§ **What you need to do**: Check every line of the data below for the string "input", and copy the ones that hold it.

++++

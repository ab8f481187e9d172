//! CLI command definitions, routing, and tracing setup.

use clap::{Parser, Subcommand};
use color_eyre::eyre::{Result, eyre};
use console::{Term, style};
use rollup_core::{Propagator, reference};
use rollup_github::GitHubStore;
use rollup_shared::{
    AppConfig, Reference, init_config, load_config, missing_token_error, token_from_env,
};
use tracing::{debug, info};

use crate::display::{DisplayMode, TreeDisplay, summary_lines};

// ---------------------------------------------------------------------------
// CLI structure
// ---------------------------------------------------------------------------

/// rollup: close parent issues once all their sub-issues are done.
#[derive(Parser)]
#[command(
    name = "rollup",
    version,
    about = "Close parent issues automatically once every sub-issue is complete.",
    long_about = None,
)]
pub(crate) struct Cli {
    /// Log format: text (default) or json.
    #[arg(long, default_value = "text", global = true)]
    pub log_format: LogFormat,

    /// Verbosity level (-v, -vv, -vvv).
    #[arg(short, long, action = clap::ArgAction::Count, global = true)]
    pub verbose: u8,

    #[command(subcommand)]
    pub command: Command,
}

/// Log output format.
#[derive(Clone, Debug, clap::ValueEnum)]
pub(crate) enum LogFormat {
    Text,
    Json,
}

/// Top-level CLI subcommands.
#[derive(Subcommand)]
pub(crate) enum Command {
    /// Walk an issue's sub-issue tree and close every completed parent.
    Close {
        /// Root issue: owner/repo#123 or a .../owner/repo/items/123 address.
        /// Prompted for when omitted.
        reference: Option<String>,

        /// Report what would be closed without changing anything.
        #[arg(short = 'n', long)]
        dry_run: bool,

        /// Only print issues that are closed (or would be).
        #[arg(short, long)]
        quiet: bool,

        /// Skip the confirmation prompt.
        #[arg(short, long)]
        yes: bool,

        /// API token (falls back to the configured env var, GH_TOKEN, then `gh auth token`).
        #[arg(long, env = "GITHUB_TOKEN", hide_env_values = true)]
        token: Option<String>,
    },

    /// Show how a reference is parsed.
    Resolve {
        /// Reference to parse.
        reference: String,
    },

    /// Configuration management.
    Config {
        /// Config subcommand.
        #[command(subcommand)]
        action: ConfigAction,
    },
}

/// Config subcommands.
#[derive(Subcommand)]
pub(crate) enum ConfigAction {
    /// Initialize config file with defaults.
    Init,
    /// Show resolved configuration.
    Show,
}

// ---------------------------------------------------------------------------
// Tracing setup
// ---------------------------------------------------------------------------

/// Initialize tracing based on CLI flags. Logs go to stderr; stdout carries
/// the tree display.
pub(crate) fn init_tracing(cli: &Cli) {
    use tracing_subscriber::{EnvFilter, fmt};

    let filter = match cli.verbose {
        0 => "rollup=warn",
        1 => "rollup=info",
        2 => "rollup=debug",
        _ => "rollup=trace",
    };

    let env_filter = EnvFilter::try_from_default_env().unwrap_or_else(|_| EnvFilter::new(filter));

    match cli.log_format {
        LogFormat::Text => {
            fmt()
                .with_env_filter(env_filter)
                .with_target(false)
                .with_writer(std::io::stderr)
                .init();
        }
        LogFormat::Json => {
            fmt()
                .json()
                .with_env_filter(env_filter)
                .with_writer(std::io::stderr)
                .init();
        }
    }
}

// ---------------------------------------------------------------------------
// Command dispatch
// ---------------------------------------------------------------------------

/// Run the CLI command.
pub(crate) async fn run(cli: Cli) -> Result<()> {
    match cli.command {
        Command::Close {
            reference,
            dry_run,
            quiet,
            yes,
            token,
        } => cmd_close(reference.as_deref(), dry_run, quiet, yes, token.as_deref()).await,
        Command::Resolve { reference } => cmd_resolve(&reference),
        Command::Config { action } => match action {
            ConfigAction::Init => cmd_config_init(),
            ConfigAction::Show => cmd_config_show(),
        },
    }
}

// ---------------------------------------------------------------------------
// Command handlers
// ---------------------------------------------------------------------------

async fn cmd_close(
    target: Option<&str>,
    dry_run: bool,
    quiet: bool,
    yes: bool,
    token: Option<&str>,
) -> Result<()> {
    let config = load_config()?;

    let root = match target {
        Some(text) => reference::parse(text.trim())?,
        None => prompt_reference()?,
    };

    let token = resolve_token(token, &config)?;
    let store = GitHubStore::new(&config.github, &token)?;

    if !dry_run && !yes && config.display.confirm {
        let question = format!("Close eligible parent issues under {root}?");
        if !confirm(&question)? {
            println!("Aborted; nothing was changed.");
            return Ok(());
        }
    }

    let mode = if quiet || config.display.quiet {
        DisplayMode::Quiet
    } else {
        DisplayMode::Tree
    };
    let display = TreeDisplay::new(mode);

    info!(%root, dry_run, "walking issue hierarchy");

    let outcome = Propagator::new(&store)
        .with_observer(&display)
        .with_note(config.closing.note.clone())
        .propagate(&root, 0, dry_run)
        .await;
    display.finish();
    let result = outcome?;

    println!();
    for line in summary_lines(&result, dry_run) {
        println!("{line}");
    }
    if dry_run {
        println!("  {}", style("Dry run: nothing was changed.").dim());
    }
    println!();

    Ok(())
}

fn cmd_resolve(text: &str) -> Result<()> {
    let resolved = reference::parse(text.trim())?;
    println!("  Namespace: {}", resolved.container.namespace);
    println!("  Name:      {}", resolved.container.name);
    println!("  ID:        {}", resolved.id);
    Ok(())
}

fn cmd_config_init() -> Result<()> {
    let path = init_config()?;
    println!("Config initialized at: {}", path.display());
    Ok(())
}

fn cmd_config_show() -> Result<()> {
    let config: AppConfig = load_config()?;
    let toml_str = toml::to_string_pretty(&config)?;
    println!("{toml_str}");
    Ok(())
}

// ---------------------------------------------------------------------------
// Token & prompts
// ---------------------------------------------------------------------------

/// Pick the API token: flag, environment, then the GitHub CLI's stored login.
fn resolve_token(flag: Option<&str>, config: &AppConfig) -> Result<String> {
    if let Some(token) = flag.map(str::trim).filter(|t| !t.is_empty()) {
        return Ok(token.to_string());
    }
    if let Some(token) = token_from_env(config) {
        return Ok(token);
    }
    if let Some(token) = gh_auth_token() {
        debug!("using token from `gh auth token`");
        return Ok(token);
    }
    Err(missing_token_error(config).into())
}

/// Ask the GitHub CLI for its token, if it is installed and logged in.
fn gh_auth_token() -> Option<String> {
    let output = std::process::Command::new("gh")
        .args(["auth", "token"])
        .output();

    match output {
        Ok(output) if output.status.success() => {
            let token = String::from_utf8_lossy(&output.stdout).trim().to_string();
            (!token.is_empty()).then_some(token)
        }
        Ok(output) => {
            debug!(status = ?output.status.code(), "`gh auth token` failed");
            None
        }
        Err(e) => {
            debug!(error = %e, "gh CLI not available");
            None
        }
    }
}

/// Prompt until the user enters a valid reference.
fn prompt_reference() -> Result<Reference> {
    let term = Term::stdout();
    if !term.is_term() {
        return Err(eyre!("no issue reference given (expected owner/repo#123)"));
    }

    loop {
        term.write_str(&format!(
            "{} ",
            style("Parent issue (owner/repo#123):").cyan()
        ))?;
        let input = term.read_line()?;
        let input = input.trim();
        if input.is_empty() {
            return Err(eyre!("no issue reference given"));
        }
        match reference::resolve(input) {
            Some(resolved) => return Ok(resolved),
            None => term.write_line(&format!(
                "{}",
                style(format!("'{input}' is not a valid reference")).red()
            ))?,
        }
    }
}

/// Ask a yes/no question; anything but y/yes is "no".
fn confirm(question: &str) -> Result<bool> {
    let term = Term::stdout();
    if !term.is_term() {
        return Err(eyre!(
            "refusing to close issues without confirmation; pass --yes or --dry-run"
        ));
    }

    term.write_str(&format!("{} [y/N] ", style(question).cyan()))?;
    let answer = term.read_line()?;
    Ok(matches!(answer.trim().to_lowercase().as_str(), "y" | "yes"))
}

++++

§ **Exercise result**:
        let input = term.read_line()?;
        let input = input.trim();
        if input.is_empty() {
        match reference::resolve(input) {
                style(format!("'{input}' is not a valid reference")).red()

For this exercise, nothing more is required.